Life Lesson at Life Geisinger

I am in an internship class with 8 other art therapy majors (most of them are girls who have been in my classes all these past semesters which is awesome; it makes the class comfortable). The first place we went together this semester is Life Geisinger, a nursing home located on campus.

Here our art directive was to make flags showing ones heritage or just simply about oneself. This was to get them talking about themselves with us. Before hand we collected supplies and cut out items and quotes from magazine to use for collage. As we got there, there was more people than I expected, personally, but that was okay there was enough of us to spread out and such. While getting started some of the people were more enthusiastic than others, some didn’t want to participate at all.

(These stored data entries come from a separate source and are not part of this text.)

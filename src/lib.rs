//! came-connect-bridge - CAME Connect gate client
//!
//! Authenticates against the CAME Connect cloud, keeps a per-device status
//! snapshot current from REST polling and the realtime push channel, and
//! drives gate commands with fast polling while the gate is in motion.

pub mod came;
pub mod config;
pub mod coordinator;
pub mod error;
pub mod hub;
pub mod models;
pub mod realtime;
pub mod session;

pub use came::{CameClient, GateApi, TokenManager, TokenSource};
pub use config::Config;
pub use coordinator::Coordinator;
pub use error::{GateError, GateResult};
pub use hub::EventHub;
pub use models::{DeviceSnapshot, Direction, GateCommand, GateState, Phase, PhaseEvent, RefreshPolicy};
pub use realtime::{ConnectionState, EventClient};
pub use session::Session;
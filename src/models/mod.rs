//! Data models for the CAME Connect bridge

use chrono::{DateTime, NaiveDateTime, Utc};
use serde::{Deserialize, Serialize};
use serde_json::Value;

// ============================================================================
// Phase / Command
// ============================================================================

/// Gate phase as reported by the vendor cloud
#[derive(Debug, Clone, Copy, PartialEq, Eq, Hash, Serialize, Deserialize)]
pub enum Phase {
    Open,
    Closed,
    /// Seen when STOP is issued mid-travel
    Stopped,
    Opening,
    Closing,
}

impl Phase {
    pub const OPEN: i64 = 16;
    pub const CLOSED: i64 = 17;
    pub const STOPPED: i64 = 19;
    pub const OPENING: i64 = 32;
    pub const CLOSING: i64 = 33;

    pub fn from_code(code: i64) -> Option<Self> {
        match code {
            Self::OPEN => Some(Phase::Open),
            Self::CLOSED => Some(Phase::Closed),
            Self::STOPPED => Some(Phase::Stopped),
            Self::OPENING => Some(Phase::Opening),
            Self::CLOSING => Some(Phase::Closing),
            _ => None,
        }
    }

    pub fn code(&self) -> i64 {
        match self {
            Phase::Open => Self::OPEN,
            Phase::Closed => Self::CLOSED,
            Phase::Stopped => Self::STOPPED,
            Phase::Opening => Self::OPENING,
            Phase::Closing => Self::CLOSING,
        }
    }

    pub fn label(&self) -> &'static str {
        match self {
            Phase::Open => "Open",
            Phase::Closed => "Closed",
            Phase::Stopped => "Stopped",
            Phase::Opening => "Opening",
            Phase::Closing => "Closing",
        }
    }

    pub fn is_moving(&self) -> bool {
        matches!(self, Phase::Opening | Phase::Closing)
    }
}

/// Commands accepted by `/automations/{device}/commands/{id}`
#[derive(Debug, Clone, Copy, PartialEq, Eq)]
pub enum GateCommand {
    Open,
    Close,
    Stop,
}

impl GateCommand {
    pub fn id(&self) -> u32 {
        match self {
            GateCommand::Open => 2,
            GateCommand::Close => 5,
            GateCommand::Stop => 129,
        }
    }

    pub fn as_str(&self) -> &'static str {
        match self {
            GateCommand::Open => "open",
            GateCommand::Close => "close",
            GateCommand::Stop => "stop",
        }
    }
}

/// One decoded push update: raw phase code plus optional percent
#[derive(Debug, Clone, Copy, PartialEq, Eq)]
pub struct PhaseEvent {
    pub phase: i64,
    pub percent: Option<i64>,
}

#[derive(Debug, Clone, Copy, PartialEq, Eq, Serialize)]
#[serde(rename_all = "lowercase")]
pub enum Direction {
    Opening,
    Closing,
}

/// How the coordinator keeps the snapshot fresh
#[derive(Debug, Clone, Copy, PartialEq, Eq, Default, Deserialize)]
pub enum RefreshPolicy {
    /// REST poll every `poll_interval`, no push channel
    #[serde(rename = "periodic")]
    Periodic,
    /// One REST seed, then WebSocket updates only
    #[serde(rename = "push")]
    PushOnly,
    #[default]
    #[serde(rename = "hybrid")]
    Hybrid,
}

impl RefreshPolicy {
    pub fn polls(&self) -> bool {
        matches!(self, RefreshPolicy::Periodic | RefreshPolicy::Hybrid)
    }

    pub fn uses_push(&self) -> bool {
        matches!(self, RefreshPolicy::PushOnly | RefreshPolicy::Hybrid)
    }
}

// ============================================================================
// Device snapshot
// ============================================================================

/// Index of the `States` entry carrying `[phase, percent]`
pub const STATUS_SLOT: usize = 2;

/// Normalized `/devicestatus`-shaped document.
///
/// Only the hub builds these, so `States[2].Data` always holds
/// `[phase_code, percent]` as two integers.
#[derive(Debug, Clone, PartialEq, Serialize)]
#[serde(transparent)]
pub struct DeviceSnapshot {
    doc: Value,
}

impl DeviceSnapshot {
    pub(crate) fn from_normalized(doc: Value) -> Self {
        Self { doc }
    }

    pub fn as_value(&self) -> &Value {
        &self.doc
    }

    /// The raw `[phase, percent]` pair
    pub fn status_pair(&self) -> [i64; 2] {
        let data = self.doc["States"][STATUS_SLOT]["Data"].as_array();
        let at = |i: usize| data.and_then(|d| d.get(i)).and_then(Value::as_i64);
        [at(0).unwrap_or(Phase::CLOSED), at(1).unwrap_or(0)]
    }

    pub fn phase_code(&self) -> i64 {
        self.status_pair()[0]
    }

    pub fn phase(&self) -> Option<Phase> {
        Phase::from_code(self.phase_code())
    }

    pub fn position(&self) -> i64 {
        self.status_pair()[1]
    }

    pub fn phase_label(&self) -> Option<&'static str> {
        self.phase().map(|p| p.label())
    }

    /// `None` when the phase code is not one we know
    pub fn is_moving(&self) -> Option<bool> {
        match self.phase()? {
            Phase::Opening | Phase::Closing => Some(true),
            Phase::Open | Phase::Closed => Some(false),
            Phase::Stopped => None,
        }
    }

    /// Cloud hub connectivity
    pub fn online(&self) -> Option<bool> {
        self.doc.get("Online").and_then(Value::as_bool)
    }

    pub fn last_seen(&self) -> Option<DateTime<Utc>> {
        let raw = self.doc.get("LastSeen")?.as_str()?;
        if let Ok(dt) = DateTime::parse_from_rfc3339(raw) {
            return Some(dt.with_timezone(&Utc));
        }
        // Naive timestamps are UTC
        NaiveDateTime::parse_from_str(raw, "%Y-%m-%dT%H:%M:%S%.f")
            .ok()
            .map(|naive| naive.and_utc())
    }

    /// Last non-zero `ErrorCode`/`ResponseCode` across all state slots
    pub fn error_code(&self) -> Option<i64> {
        let states = self.doc.get("States")?.as_array()?;
        let mut last_nonzero = None;
        for state in states {
            for key in ["ErrorCode", "ResponseCode"] {
                if let Some(code) = state.get(key).and_then(Value::as_i64) {
                    if code != 0 {
                        last_nonzero = Some(code);
                    }
                }
            }
        }
        last_nonzero
    }
}

// ============================================================================
// Gate state (cover view)
// ============================================================================

/// Position/direction view the coordinator derives from published snapshots
#[derive(Debug, Clone, Copy, Default, PartialEq, Eq, Serialize)]
pub struct GateState {
    pub phase_code: Option<i64>,
    pub position: Option<i64>,
    pub direction: Option<Direction>,
}

impl GateState {
    pub fn phase(&self) -> Option<Phase> {
        self.phase_code.and_then(Phase::from_code)
    }

    pub fn is_closed(&self) -> Option<bool> {
        match self.phase() {
            Some(Phase::Closed) => Some(true),
            Some(Phase::Open | Phase::Opening | Phase::Closing) => Some(false),
            _ => self.position.map(|pos| pos == 0),
        }
    }

    pub fn is_opening(&self) -> Option<bool> {
        match self.phase() {
            Some(Phase::Opening) => Some(true),
            Some(Phase::Closing) => Some(false),
            _ => self.direction.map(|d| d == Direction::Opening),
        }
    }

    pub fn is_closing(&self) -> Option<bool> {
        match self.phase() {
            Some(Phase::Closing) => Some(true),
            Some(Phase::Opening) => Some(false),
            _ => self.direction.map(|d| d == Direction::Closing),
        }
    }
}
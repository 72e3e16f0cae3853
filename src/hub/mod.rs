//! Reconciliation hub
//!
//! Keeps one `/devicestatus`-shaped snapshot per device. REST responses
//! replace it wholesale, WebSocket phase events patch the status pair.

use std::sync::Mutex;

use chrono::Utc;
use serde_json::{json, Map, Value};

use crate::models::{DeviceSnapshot, Phase, PhaseEvent, STATUS_SLOT};

pub struct EventHub {
    device_id: String,
    snapshot: Mutex<Value>,
}

impl EventHub {
    pub fn new(device_id: &str) -> Self {
        Self {
            device_id: device_id.to_string(),
            snapshot: Mutex::new(normalize(&Value::Null)),
        }
    }

    pub fn device_id(&self) -> &str {
        &self.device_id
    }

    pub fn snapshot(&self) -> DeviceSnapshot {
        let doc = self.snapshot.lock().unwrap_or_else(|e| e.into_inner());
        DeviceSnapshot::from_normalized(doc.clone())
    }

    /// Replace the snapshot with a REST status document.
    ///
    /// Never fails: malformed input falls back to Closed / 0%.
    pub fn seed_from_status(&self, raw: &Value) -> DeviceSnapshot {
        let normalized = normalize(raw);
        let mut doc = self.snapshot.lock().unwrap_or_else(|e| e.into_inner());
        *doc = normalized;
        tracing::debug!(
            "[Hub] Device {} seeded: {}",
            self.device_id,
            doc["States"][STATUS_SLOT]["Data"]
        );
        DeviceSnapshot::from_normalized(doc.clone())
    }

    /// Patch the status pair with a push event.
    ///
    /// Returns `None` when the phase code is unknown; every other event counts
    /// as a change, even when the pair is identical.
    pub fn apply_event(&self, phase: i64, percent: Option<i64>) -> Option<DeviceSnapshot> {
        let Some(known) = Phase::from_code(phase) else {
            tracing::debug!("[Hub] Ignoring unknown phase {} for device {}", phase, self.device_id);
            return None;
        };

        let mut doc = self.snapshot.lock().unwrap_or_else(|e| e.into_inner());
        let [_, previous_pos] = read_pair(&doc).unwrap_or([Phase::CLOSED, 0]);

        let percent = percent.or(match known {
            Phase::Open => Some(100),
            Phase::Closed => Some(0),
            _ => None,
        });
        let pos = percent.map(clamp_percent).unwrap_or(previous_pos);

        ensure_shape(&mut doc);
        doc["States"][STATUS_SLOT]["Data"] = json!([phase, pos]);
        doc["LastSeen"] = json!(Utc::now().to_rfc3339());

        Some(DeviceSnapshot::from_normalized(doc.clone()))
    }

    pub fn apply(&self, event: PhaseEvent) -> Option<DeviceSnapshot> {
        self.apply_event(event.phase, event.percent)
    }
}

fn clamp_percent(pos: i64) -> i64 {
    pos.clamp(0, 100)
}

/// Copy `raw` into a document whose `States[2].Data` is `[phase, percent]`
fn normalize(raw: &Value) -> Value {
    let mut doc = match raw {
        Value::Object(map) => Value::Object(map.clone()),
        _ => Value::Object(Map::new()),
    };

    let pair = read_pair(&doc);
    if pair.is_none() && !raw.is_null() {
        tracing::debug!("[Hub] Status payload missing [phase, percent], using defaults");
    }
    let [phase, pos] = pair.unwrap_or([Phase::CLOSED, 0]);

    ensure_shape(&mut doc);
    doc["States"][STATUS_SLOT]["Data"] = json!([phase, clamp_percent(pos)]);
    doc
}

/// Make sure `States` has at least three slots and slot 2 is an object
fn ensure_shape(doc: &mut Value) {
    if !doc["States"].is_array() {
        doc["States"] = json!([]);
    }
    if let Some(states) = doc["States"].as_array_mut() {
        while states.len() <= STATUS_SLOT {
            states.push(json!({}));
        }
        if !states[STATUS_SLOT].is_object() {
            states[STATUS_SLOT] = json!({});
        }
    }
}

fn read_pair(doc: &Value) -> Option<[i64; 2]> {
    let data = doc.get("States")?.get(STATUS_SLOT)?.get("Data")?.as_array()?;
    let phase = as_int(data.first()?)?;
    let pos = as_int(data.get(1)?)?;
    Some([phase, pos])
}

fn as_int(value: &Value) -> Option<i64> {
    match value {
        Value::Number(n) => n
            .as_i64()
            .or_else(|| n.as_f64().filter(|f| f.is_finite()).map(|f| f.trunc() as i64)),
        Value::String(s) => {
            let s = s.trim();
            s.parse::<i64>().ok()
        }
        _ => None,
    }
}
//! Polling/motion coordinator
//!
//! Publishes the hub's snapshot to subscribers and keeps it fresh according
//! to the configured `RefreshPolicy`. While the gate is seen moving, a
//! bounded motion watch forces a REST refresh every `moving_poll_interval`
//! until the gate reports Closed or `motion_timeout` elapses.

pub mod motion;

use std::sync::atomic::{AtomicU64, Ordering};
use std::sync::{Arc, Mutex};
use std::time::Duration;

use tokio::sync::watch;
use tokio::task::JoinHandle;
use tokio::time::Instant;

use crate::came::GateApi;
use crate::config::PollingConfig;
use crate::error::GateResult;
use crate::hub::EventHub;
use crate::models::{DeviceSnapshot, GateCommand, GateState, Phase, PhaseEvent, RefreshPolicy};

pub use motion::infer_direction;
use motion::{cancel_and_join, ActiveWatch};

pub struct Coordinator {
    device_id: String,
    policy: RefreshPolicy,
    poll_interval: Duration,
    moving_poll_interval: Duration,
    motion_timeout: Duration,
    api: Arc<dyn GateApi>,
    hub: Arc<EventHub>,
    published: watch::Sender<Option<DeviceSnapshot>>,
    gate: Mutex<GateState>,
    motion_watch: Mutex<Option<ActiveWatch>>,
    next_watch_id: AtomicU64,
    poller: Mutex<Option<JoinHandle<()>>>,
}

impl Coordinator {
    pub fn new(
        device_id: &str,
        polling: &PollingConfig,
        api: Arc<dyn GateApi>,
        hub: Arc<EventHub>,
    ) -> Arc<Self> {
        let (published, _) = watch::channel(None);
        Arc::new(Self {
            device_id: device_id.to_string(),
            policy: polling.refresh_policy,
            poll_interval: polling.poll_interval(),
            moving_poll_interval: polling.moving_poll_interval(),
            motion_timeout: polling.motion_timeout(),
            api,
            hub,
            published,
            gate: Mutex::new(GateState::default()),
            motion_watch: Mutex::new(None),
            next_watch_id: AtomicU64::new(1),
            poller: Mutex::new(None),
        })
    }

    pub fn policy(&self) -> RefreshPolicy {
        self.policy
    }

    /// Receiver that sees every published snapshot
    pub fn subscribe(&self) -> watch::Receiver<Option<DeviceSnapshot>> {
        self.published.subscribe()
    }

    /// Last published snapshot
    pub fn snapshot(&self) -> Option<DeviceSnapshot> {
        self.published.borrow().clone()
    }

    pub fn gate_state(&self) -> GateState {
        *self.gate.lock().unwrap_or_else(|e| e.into_inner())
    }

    pub fn is_watching(&self) -> bool {
        let slot = self.motion_watch.lock().unwrap_or_else(|e| e.into_inner());
        slot.as_ref().is_some_and(ActiveWatch::is_live)
    }

    // ========================================================================
    // Refresh
    // ========================================================================

    /// Fetch status over REST, reseed the hub and publish.
    ///
    /// On failure the previously published snapshot stays in place.
    pub async fn refresh(self: &Arc<Self>) -> GateResult<DeviceSnapshot> {
        let raw = self.api.get_device_status(&self.device_id).await?;
        let snapshot = self.hub.seed_from_status(&raw);
        self.publish(snapshot.clone());
        Ok(snapshot)
    }

    /// WebSocket callback entry point; runs inline on the read loop
    pub fn handle_event(self: &Arc<Self>, event: PhaseEvent) {
        if let Some(snapshot) = self.hub.apply(event) {
            self.publish(snapshot);
        }
    }

    fn publish(self: &Arc<Self>, snapshot: DeviceSnapshot) {
        let [phase, pos] = snapshot.status_pair();
        {
            let mut gate = self.gate.lock().unwrap_or_else(|e| e.into_inner());
            gate.direction = infer_direction(phase, gate.position, pos);
            gate.position = Some(pos);
            gate.phase_code = Some(phase);
        }

        let moving = snapshot.phase().is_some_and(|p| p.is_moving());
        self.published.send_replace(Some(snapshot));

        // Covers motion started outside this process too
        if moving {
            self.ensure_motion_watch();
        }
    }

    async fn refresh_logged(self: &Arc<Self>, context: &str) {
        if let Err(e) = self.refresh().await {
            if e.is_auth() {
                tracing::error!("[Coordinator] {} refresh failed: {}", context, e);
            } else {
                tracing::warn!("[Coordinator] {} refresh failed: {}", context, e);
            }
        }
    }

    /// Start periodic polling when the policy asks for it
    pub fn start(self: &Arc<Self>) {
        if !self.policy.polls() {
            return;
        }

        let mut poller = self.poller.lock().unwrap_or_else(|e| e.into_inner());
        if poller.as_ref().is_some_and(|h| !h.is_finished()) {
            return;
        }

        tracing::info!(
            "[Coordinator] Polling device {} every {}s",
            self.device_id,
            self.poll_interval.as_secs()
        );
        let this = self.clone();
        *poller = Some(tokio::spawn(async move {
            loop {
                tokio::time::sleep(this.poll_interval).await;
                this.refresh_logged("Periodic").await;
            }
        }));
    }

    // ========================================================================
    // Commands
    // ========================================================================

    pub async fn open(self: &Arc<Self>) -> GateResult<()> {
        self.api
            .send_command(&self.device_id, GateCommand::Open.id())
            .await?;
        self.restart_motion_watch().await;
        Ok(())
    }

    pub async fn close(self: &Arc<Self>) -> GateResult<()> {
        self.api
            .send_command(&self.device_id, GateCommand::Close.id())
            .await?;
        self.restart_motion_watch().await;
        Ok(())
    }

    /// STOP always ends the motion watch, whatever the phase
    pub async fn stop(self: &Arc<Self>) -> GateResult<()> {
        self.api
            .send_command(&self.device_id, GateCommand::Stop.id())
            .await?;
        self.cancel_motion_watch().await;
        self.refresh_logged("Post-stop").await;
        Ok(())
    }

    // ========================================================================
    // Motion watch
    // ========================================================================

    /// Start a watch unless one is already running
    fn ensure_motion_watch(self: &Arc<Self>) {
        let mut slot = self.motion_watch.lock().unwrap_or_else(|e| e.into_inner());
        if slot.as_ref().is_some_and(ActiveWatch::is_live) {
            return;
        }
        *slot = Some(self.spawn_motion_watch());
    }

    /// Replace any running watch with a fresh one (new deadline)
    async fn restart_motion_watch(self: &Arc<Self>) {
        self.cancel_motion_watch().await;

        let mut slot = self.motion_watch.lock().unwrap_or_else(|e| e.into_inner());
        // A push event may have started one while we waited
        if slot.as_ref().is_some_and(ActiveWatch::is_live) {
            return;
        }
        *slot = Some(self.spawn_motion_watch());
    }

    /// Cancel the running watch, if any, and wait for it to finish
    pub async fn cancel_motion_watch(&self) {
        let active = self
            .motion_watch
            .lock()
            .unwrap_or_else(|e| e.into_inner())
            .take();
        if let Some(active) = active {
            cancel_and_join(active.handle, "Motion watch").await;
            tracing::info!("[Coordinator] Stopped motion watch #{}", active.id);
        }
    }

    fn spawn_motion_watch(self: &Arc<Self>) -> ActiveWatch {
        let id = self.next_watch_id.fetch_add(1, Ordering::Relaxed);
        let this = self.clone();
        let handle = tokio::spawn(async move { this.watch_motion(id).await });
        ActiveWatch { id, handle }
    }

    async fn watch_motion(self: Arc<Self>, id: u64) {
        let deadline = Instant::now() + self.motion_timeout;
        tracing::info!(
            "[Coordinator] Started motion watch #{} (timeout {}s, every {}s)",
            id,
            self.motion_timeout.as_secs(),
            self.moving_poll_interval.as_secs()
        );

        let fast_poll = async {
            loop {
                self.refresh_logged("Motion").await;
                // Dwell at Open/Stopped keeps polling; only Closed ends early
                if self.snapshot().and_then(|s| s.phase()) == Some(Phase::Closed) {
                    break;
                }
                tokio::time::sleep(self.moving_poll_interval).await;
            }
        };

        match tokio::time::timeout_at(deadline, fast_poll).await {
            Ok(()) => tracing::info!("[Coordinator] Motion watch #{} ended: gate closed", id),
            Err(_) => tracing::info!("[Coordinator] Motion watch #{} ended: timeout", id),
        }

        let mut slot = self.motion_watch.lock().unwrap_or_else(|e| e.into_inner());
        if slot.as_ref().is_some_and(|w| w.id == id) {
            slot.take();
        }
    }

    /// Stop polling and any motion watch
    pub async fn shutdown(&self) {
        let poller = self.poller.lock().unwrap_or_else(|e| e.into_inner()).take();
        if let Some(handle) = poller {
            cancel_and_join(handle, "Poller").await;
        }
        self.cancel_motion_watch().await;
    }
}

To my right was a woman with the name of a color, let’s call her Pink. When I learned that was her name I said it was ironic that when given the option between the green and pink she chose green; she laughed a little and that was all. There was a very talkative woman next to her that was clearly her friend. Pink was a very good listener she was very interested in what her friend was saying rather than talking herself.

The woman to my left choose not to participate in the art making; she was there to just watch. I decided I was going to talk to her simply ask about her heritage. I asked her where she was from and that threw her off some, she asked me why and how did I know she wasn’t from here. I simply explained to her I had no idea where she was from but since we were making flags I thought I’d ask her as well. After this we got to talking some and I learned all about her and the foreign country she was from. I felt bad because I could hardly hear her small voice therefore I kept having to ask her to repeat things but she didn’t seem to mind too much.

In the end, I learned that the art in art therapy is not a crutch; it is there to be a facilitator in the end talking is what matters. Sometimes people just simply want to talk and that’s what’s going to help them. A good wise lesson learned for all times to come.